Fibroadenolipomas are uncommon benign masses of the breast. The entity was first described by Arrigoni et al. in 1971 (1). They usually occur as painless masses, resulting from a benign proliferation of fibrous, glandular, and fatty tissue surrounded by a thin capsule of connective tissue. Because of the varied composition of the mass, some authors also termed the entity lipofibroadenoma or adenolipoma, dependent on the predominant components of the breast tissue. The reported incidence of breast hamartomas is 0.7% of benign breast tumors in women (2). Diagnosis is often made mammographically, where the tumors have a characteristic appearance consisting of a circumscribed mass of mixed fatty and soft-tissue elements with a thin pseudocapsule (3). Digital breast tomosynthesis offers a cross-section in plane acquisition, which adds more details, reduces summation of overlapping tissue, and depicts the margins of masses at far greater detail than mammography. Thus, a hamartoma imaged with tomosynthesis characteristically appears as a round or oval mass with a thin water-density capsule delineating a border of fat.
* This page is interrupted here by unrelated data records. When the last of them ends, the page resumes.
use thiserror::Error;
use serde::Serialize;

#[derive(Error, Debug, Clone, Serialize)]
pub enum AppError {
    #[error("Capture Error: {0}")]
    Capture(String),

    #[error("Recognition Error: {0}")]
    Recognition(String),

    /// OCR ran successfully but found no text in the image.
    /// The pipeline maps this to a skip, not a failure.
    #[error("No text recognized")]
    EmptyRecognition,

    #[error("Translation Error: {0}")]
    Translation(String),

    #[error("Configuration Error: {0}")]
    Configuration(String),

    #[error("Network Error: {0}")]
    Network(String),

    #[error("Validation Error: {0}")]
    Validation(String),

    #[error("System Error: {0}")]
    System(String),
}

// Implement conversion from standard errors
impl From<std::io::Error> for AppError {
    fn from(err: std::io::Error) -> Self {
        AppError::System(err.to_string())
    }
}

impl From<reqwest::Error> for AppError {
    fn from(err: reqwest::Error) -> Self {
        if err.is_timeout() {
            AppError::Network(format!("Request timed out: {}", err))
        } else {
            AppError::Network(err.to_string())
        }
    }
}

impl From<serde_json::Error> for AppError {
    fn from(err: serde_json::Error) -> Self {
        AppError::Validation(format!("Serialization error: {}", err))
    }
}

impl From<String> for AppError {
    fn from(err: String) -> Self {
        AppError::System(err)
    }
}

impl From<&str> for AppError {
    fn from(err: &str) -> Self {
        AppError::System(err.to_string())
    }
}

impl AppError {
    /// Short message suitable for end-user display.
    ///
    /// Aggregate fallback errors carry one line per attempted backend;
    /// the presentation layer only ever shows the first line.
    pub fn user_message(&self) -> String {
        self.to_string()
            .lines()
            .next()
            .unwrap_or_default()
            .to_string()
    }
}

pub type AppResult<T> = Result<T, AppError>;
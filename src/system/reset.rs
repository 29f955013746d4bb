//! Reboot and full reset.
//!
//! A full reset wipes the NV store, leaves the network and reboots. A reboot
//! only restarts the firmware. Both can be deferred on the [`TaskId::Reset`]
//! handle so that an attribute write can be acknowledged first. There is one
//! handle: scheduling again replaces whatever was pending, kind and delay.

use crate::hal::{Scheduler, System, TaskId};
use crate::storage::KeyValueStore;

/// Delay used when a caller asks for a reset with zero delay.
pub const DEFAULT_RESET_DELAY_MS: u16 = 300;

/// What happens when the reset task fires.
#[derive(Debug, Clone, Copy, PartialEq, Eq)]
pub enum ResetKind {
    /// Restart the firmware.
    Reboot,
    /// Erase settings, leave the network, restart.
    Full,
}

/// The pending reset, if any.
#[derive(Debug, Default)]
pub struct ResetScheduler {
    pending: Option<ResetKind>,
}

impl ResetScheduler {
    /// Nothing pending.
    pub fn new() -> Self {
        Self { pending: None }
    }

    /// Pending reset kind.
    pub fn pending(&self) -> Option<ResetKind> {
        self.pending
    }

    /// Schedule a full reset after `delay_ms` (zero: the default delay).
    pub fn schedule_full_reset<H: Scheduler + ?Sized>(&mut self, hal: &mut H, delay_ms: u16) {
        self.schedule(hal, ResetKind::Full, delay_ms);
    }

    /// Schedule a reboot after `delay_ms` (zero: the default delay).
    pub fn schedule_reboot<H: Scheduler + ?Sized>(&mut self, hal: &mut H, delay_ms: u16) {
        self.schedule(hal, ResetKind::Reboot, delay_ms);
    }

    /// Drop the pending reset.
    pub fn cancel<H: Scheduler + ?Sized>(&mut self, hal: &mut H) {
        self.pending = None;
        hal.unschedule(TaskId::Reset);
    }

    /// Run the reset task.
    pub fn on_reset_task<H, S>(&mut self, hal: &mut H, store: &mut S)
    where
        H: System + ?Sized,
        S: KeyValueStore + ?Sized,
    {
        match self.pending.take() {
            Some(ResetKind::Full) => reset_all(hal, store),
            Some(ResetKind::Reboot) => {
                info!("reset: rebooting");
                hal.system_reset();
            }
            None => {}
        }
    }

    fn schedule<H: Scheduler + ?Sized>(&mut self, hal: &mut H, kind: ResetKind, delay_ms: u16) {
        let delay_ms = if delay_ms == 0 {
            DEFAULT_RESET_DELAY_MS
        } else {
            delay_ms
        };
        self.pending = Some(kind);
        hal.schedule(TaskId::Reset, delay_ms);
    }
}

/// Full reset, right now: erase the store, leave the network, reboot.
pub fn reset_all<H, S>(hal: &mut H, store: &mut S)
where
    H: System + ?Sized,
    S: KeyValueStore + ?Sized,
{
    error!("reset: full device reset");
    if let Err(e) = store.clear_all() {
        error!("reset: clearing storage failed ({})", e);
    }
    hal.factory_reset();
    hal.system_reset();
}
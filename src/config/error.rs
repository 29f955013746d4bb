//! Errors raised while compiling a configuration string

/// Fixed-capacity peripheral arrays.
#[derive(Debug, PartialEq, Eq, Clone, Copy)]
pub enum Capacity {
    /// Buttons, including the buttons backing switches.
    Buttons,
    /// Status and indicator LEDs.
    Leds,
    /// Relays.
    Relays,
    /// Switches.
    Switches,
}

/// A configuration error.
///
/// Every variant except [`ConfigError::ConfigTooLong`] is unrecoverable when
/// raised during boot: the device performs a full reset instead of exposing a
/// partial topology.
#[derive(Debug, PartialEq, Eq, Clone, Copy)]
pub enum ConfigError {
    /// The manufacturer name exceeds the basic cluster attribute size.
    ManufacturerTooLong(usize),
    /// The model identifier exceeds the basic cluster attribute size.
    ModelTooLong(usize),
    /// More peripherals of one kind than the device can hold.
    CapacityExceeded(Capacity),
    /// The endpoint/cluster tables overflowed.
    TopologyOverflow,
    /// A configuration string longer than the configuration buffer.
    ConfigTooLong(usize),
}

impl ConfigError {
    /// Whether the error must end in a full device reset when hit at boot.
    pub fn is_fatal(&self) -> bool {
        !matches!(self, ConfigError::ConfigTooLong(_))
    }
}

#[cfg(feature = "defmt")]
impl defmt::Format for Capacity {
    fn format(&self, f: defmt::Formatter) {
        match self {
            Capacity::Buttons => defmt::write!(f, "Buttons"),
            Capacity::Leds => defmt::write!(f, "Leds"),
            Capacity::Relays => defmt::write!(f, "Relays"),
            Capacity::Switches => defmt::write!(f, "Switches"),
        }
    }
}

#[cfg(feature = "defmt")]
impl defmt::Format for ConfigError {
    fn format(&self, f: defmt::Formatter) {
        match self {
            ConfigError::ManufacturerTooLong(len) => defmt::write!(f, "ManufacturerTooLong({})", len),
            ConfigError::ModelTooLong(len) => defmt::write!(f, "ModelTooLong({})", len),
            ConfigError::CapacityExceeded(kind) => defmt::write!(f, "CapacityExceeded({})", kind),
            ConfigError::TopologyOverflow => defmt::write!(f, "TopologyOverflow"),
            ConfigError::ConfigTooLong(len) => defmt::write!(f, "ConfigTooLong({})", len),
        }
    }
}
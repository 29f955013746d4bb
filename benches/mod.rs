use criterion::{criterion_group, criterion_main};


criterion_group!(
    benches,
    config::bench_compile_minimal,
    config::bench_compile_full,
    config::bench_restore
);
criterion_main!(benches);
The central portion of the mass generally contains mixed fibrofatty elements with radiolucencies (4). On ultrasound, hamartomas resemble normal breast tissue, which results in the margins being difficult to delineate. The internal echo-texture of most hamartomas is either hyperechoic or composed of mixed echogenicity. Retrotumoral acoustic phenomena usually are absent (5). On MRI, a hamartoma appears as an encapsulated fatty mass with a fibroglandular signal and having the same value of apparent diffusion coefficient (ADC) as normal glandular tissue. In addition, the enhancement pattern is comparable to normal breast tissue (6).

The incidence of malignant lesions associated with hamartomas is rare. In 2012, Kai et al. described 12 case reports in the literature (7), most of them invasive ductal carcinomas as in our case. Currently, there are no significant data on the incidence of carcinomas within hamartomas and consequently patients with hamartomas are not considered to have a higher risk for developing carcinoma. In the study by Kai et al., the carcinomas were mostly detected as architectural distortions on mammography. This case report is the first showing a breast cancer within a hamartoma detected by tomosynthesis, a technique that is developing an increasing role in the daily work of radiologists.

In conclusion, although an invasive carcinoma arising within a benign fibroadenolipoma is a rare entity, the radiologist should be aware of the possibility and thoroughly investigate any architectural distortion or stellate lesion within an otherwise typical fibroadenolipoma.